Reputation: 3019
I am running into a small issue with my program. It seems to freeze up, most likely caused by the while loop.
What I am trying to do is pick up and replace Java comments. So, when typing out a block comment, you will open that comment with a /*
. If there is no closing end (*/
) the program takes 5-6 seconds where it is frozen and you are unable to use it. I've ran this with even more regexs and a file well over 10,000 lines with no performance issues, so any type of performance decrease is alarming, yet alone a 5-second delay.

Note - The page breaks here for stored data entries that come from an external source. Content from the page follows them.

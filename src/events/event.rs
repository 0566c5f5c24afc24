//! # Lifecycle events emitted by the supervisor and producer actors.
//!
//! The [`EventKind`] enum classifies events across three groups:
//! - **Producer lifecycle**: launches, faults, scheduled restarts, stops
//! - **Shutdown**: stop requested, finished within grace, grace exceeded
//! - **Subscriber health**: a lifecycle subscriber dropped an event or panicked
//!
//! The [`Event`] struct carries the metadata each kind sets (producer id, fault text,
//! launch number, restart delay).
//!
//! ## Ordering guarantees
//! Every event gets a process-wide, monotonically increasing `seq`.
//! Use it to restore order when subscribers receive events out of order.
//!
//! ## Example
//! ```rust
//! use std::time::Duration;
//! use agentvisor::{Event, EventKind};
//!
//! let ev = Event::new(EventKind::BackoffScheduled)
//!     .with_producer("A19")
//!     .with_reason("execution failed: bearing sensor offline")
//!     .with_attempt(3)
//!     .with_delay(Duration::from_secs(2));
//!
//! assert_eq!(ev.kind, EventKind::BackoffScheduled);
//! assert_eq!(ev.producer.as_deref(), Some("A19"));
//! assert_eq!(ev.delay_ms, Some(2000));
//! ```

use std::sync::Arc;
use std::sync::atomic::{AtomicU64, Ordering as AtomicOrdering};
use std::time::Duration;

use chrono::{DateTime, Utc};

static EVENT_SEQ: AtomicU64 = AtomicU64::new(0);

/// Classification of lifecycle events.
#[derive(Debug, Clone, Copy, PartialEq, Eq, Hash)]
pub enum EventKind {
    /// A producer is being launched.
    ///
    /// Sets `producer`, `attempt` (launch number, 1-based).
    ProducerStarting,

    /// A producer's unit of work ended with a fault.
    ///
    /// Sets `producer`, `attempt`, `reason` (fault text), `fault` (fault label).
    ProducerFailed,

    /// A faulted producer will be relaunched after a delay.
    ///
    /// Sets `producer`, `attempt`, `delay_ms`, `reason` (last fault text).
    BackoffScheduled,

    /// A producer's actor exited after cancellation.
    ///
    /// Sets `producer`.
    ProducerStopped,

    /// `stop_all` was called.
    ShutdownRequested,

    /// Every producer stopped within the grace period.
    AllStoppedWithin,

    /// Some producers did not stop within the grace period.
    ///
    /// Sets `reason` (comma-separated stuck producer ids).
    GraceExceeded,

    /// A lifecycle subscriber dropped an event (queue full or worker gone).
    ///
    /// Sets `producer` (subscriber name), `reason`.
    SubscriberOverflow,

    /// A lifecycle subscriber panicked while handling an event.
    ///
    /// Sets `producer` (subscriber name), `reason` (panic text).
    SubscriberPanicked,
}

/// Lifecycle event with optional metadata.
#[derive(Clone, Debug)]
pub struct Event {
    /// Process-wide monotonically increasing sequence number.
    pub seq: u64,
    /// Wall-clock timestamp.
    pub at: DateTime<Utc>,
    /// Event classification.
    pub kind: EventKind,
    /// Producer id (or subscriber name for subscriber events).
    pub producer: Option<Arc<str>>,
    /// Human-readable reason (fault text, overflow details, stuck ids).
    pub reason: Option<Arc<str>>,
    /// Stable fault label, see [`ProducerError::as_label`](crate::ProducerError::as_label).
    pub fault: Option<&'static str>,
    /// Launch number of the producer (1-based).
    pub attempt: Option<u32>,
    /// Restart delay in milliseconds.
    pub delay_ms: Option<u32>,
}

impl Event {
    /// Creates an event of `kind` stamped with the current time and the next sequence number.
    pub fn new(kind: EventKind) -> Self {
        Self {
            seq: EVENT_SEQ.fetch_add(1, AtomicOrdering::Relaxed),
            at: Utc::now(),
            kind,
            producer: None,
            reason: None,
            fault: None,
            attempt: None,
            delay_ms: None,
        }
    }

    /// Attaches a producer id.
    #[inline]
    pub fn with_producer(mut self, producer: impl Into<Arc<str>>) -> Self {
        self.producer = Some(producer.into());
        self
    }

    /// Attaches a human-readable reason.
    #[inline]
    pub fn with_reason(mut self, reason: impl Into<Arc<str>>) -> Self {
        self.reason = Some(reason.into());
        self
    }

    /// Attaches a fault label.
    #[inline]
    pub fn with_fault(mut self, label: &'static str) -> Self {
        self.fault = Some(label);
        self
    }

    /// Attaches a launch number.
    #[inline]
    pub fn with_attempt(mut self, n: u32) -> Self {
        self.attempt = Some(n);
        self
    }

    /// Attaches a restart delay (stored as milliseconds, saturating).
    #[inline]
    pub fn with_delay(mut self, d: Duration) -> Self {
        self.delay_ms = Some(u32::try_from(d.as_millis()).unwrap_or(u32::MAX));
        self
    }

    /// Creates a subscriber overflow event.
    pub fn subscriber_overflow(subscriber: &str, reason: &'static str) -> Self {
        Event::new(EventKind::SubscriberOverflow)
            .with_producer(subscriber)
            .with_reason(format!("subscriber={subscriber} reason={reason}"))
    }

    /// Creates a subscriber panic event.
    pub fn subscriber_panicked(subscriber: &str, info: String) -> Self {
        Event::new(EventKind::SubscriberPanicked)
            .with_producer(subscriber)
            .with_reason(info)
    }

    /// True for events describing a lifecycle subscriber's own faults.
    ///
    /// These are never fed back to subscribers, so a broken subscriber cannot loop.
    #[inline]
    pub fn is_subscriber_fault(&self) -> bool {
        matches!(
            self.kind,
            EventKind::SubscriberOverflow | EventKind::SubscriberPanicked
        )
    }
}

#[cfg(test)]
mod tests {
    use super::*;

    #[test]
    fn sequence_numbers_increase() {
        let a = Event::new(EventKind::ProducerStarting);
        let b = Event::new(EventKind::ProducerStarting);
        assert!(b.seq > a.seq);
        assert!(b.at >= a.at);
    }

    #[test]
    fn delay_saturates() {
        let ev = Event::new(EventKind::BackoffScheduled).with_delay(Duration::from_secs(u64::MAX));
        assert_eq!(ev.delay_ms, Some(u32::MAX));
    }

    #[test]
    fn subscriber_faults_are_flagged() {
        assert!(Event::subscriber_overflow("log", "full").is_subscriber_fault());
        assert!(Event::subscriber_panicked("log", "boom".into()).is_subscriber_fault());
        assert!(!Event::new(EventKind::ProducerFailed).is_subscriber_fault());
    }
}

private static final String COMMENT_MATCHER = "(//.*)|(/\\u002A((\\s)|(.))*?\\u002A/)";
private String clearMatches(String code, final String regex) {
final Pattern pattern = Pattern.compile(regex);
final Matcher matcher = pattern.matcher(code);
while (matcher.find()) {
final String match = matcher.group();
code = code.replace(match, CharBuffer.allocate(match.length()).toString());
}
return code;
}
I am guessing the issue lies within it finding many matches and iterating through all of them, due to a stray asterisk.
Regards, Obicere.
Upvotes: 2
Views: 823
Reputation: 170158
Try this:
COMMENT_MATCHER = "//[^\r\n]*+|/[*](?:(?![*]/)[\\s\\S])*+[*]/";
which should run considerably faster.
A quick break-down of the pattern:
// # match "//" [^\r\n]*+ # possessively match any chars other than line break chars | # OR /[*] # match "/*" (?: # start non-capture group (?![*]/)[\\s\\S] # match any char, only if "*/" is not ahead )*+ # end non-capture group and possessively repeat zero or more times [*]/ # match "*/"
Upvotes: 4
Reputation: 87251
Your timing observations are not surprising. Java regexp matching can be very slow (i.e. O(2**n) if n is the length of the regexp) because of backtracking. Sometimes it's possible to modify the regexp to avoid backtracking, so it will become fast.
One speedup idea is using possessive quantifiers, see them in http://docs.oracle.com/javase/6/docs/api/java/util/regex/Pattern.html. Another speedup idea is using fewer |
operators.
Try this:
private static final String COMMENT_MATCHER = "(//.*+)|(?s)(/[*].*?[*]/)";
Upvotes: 2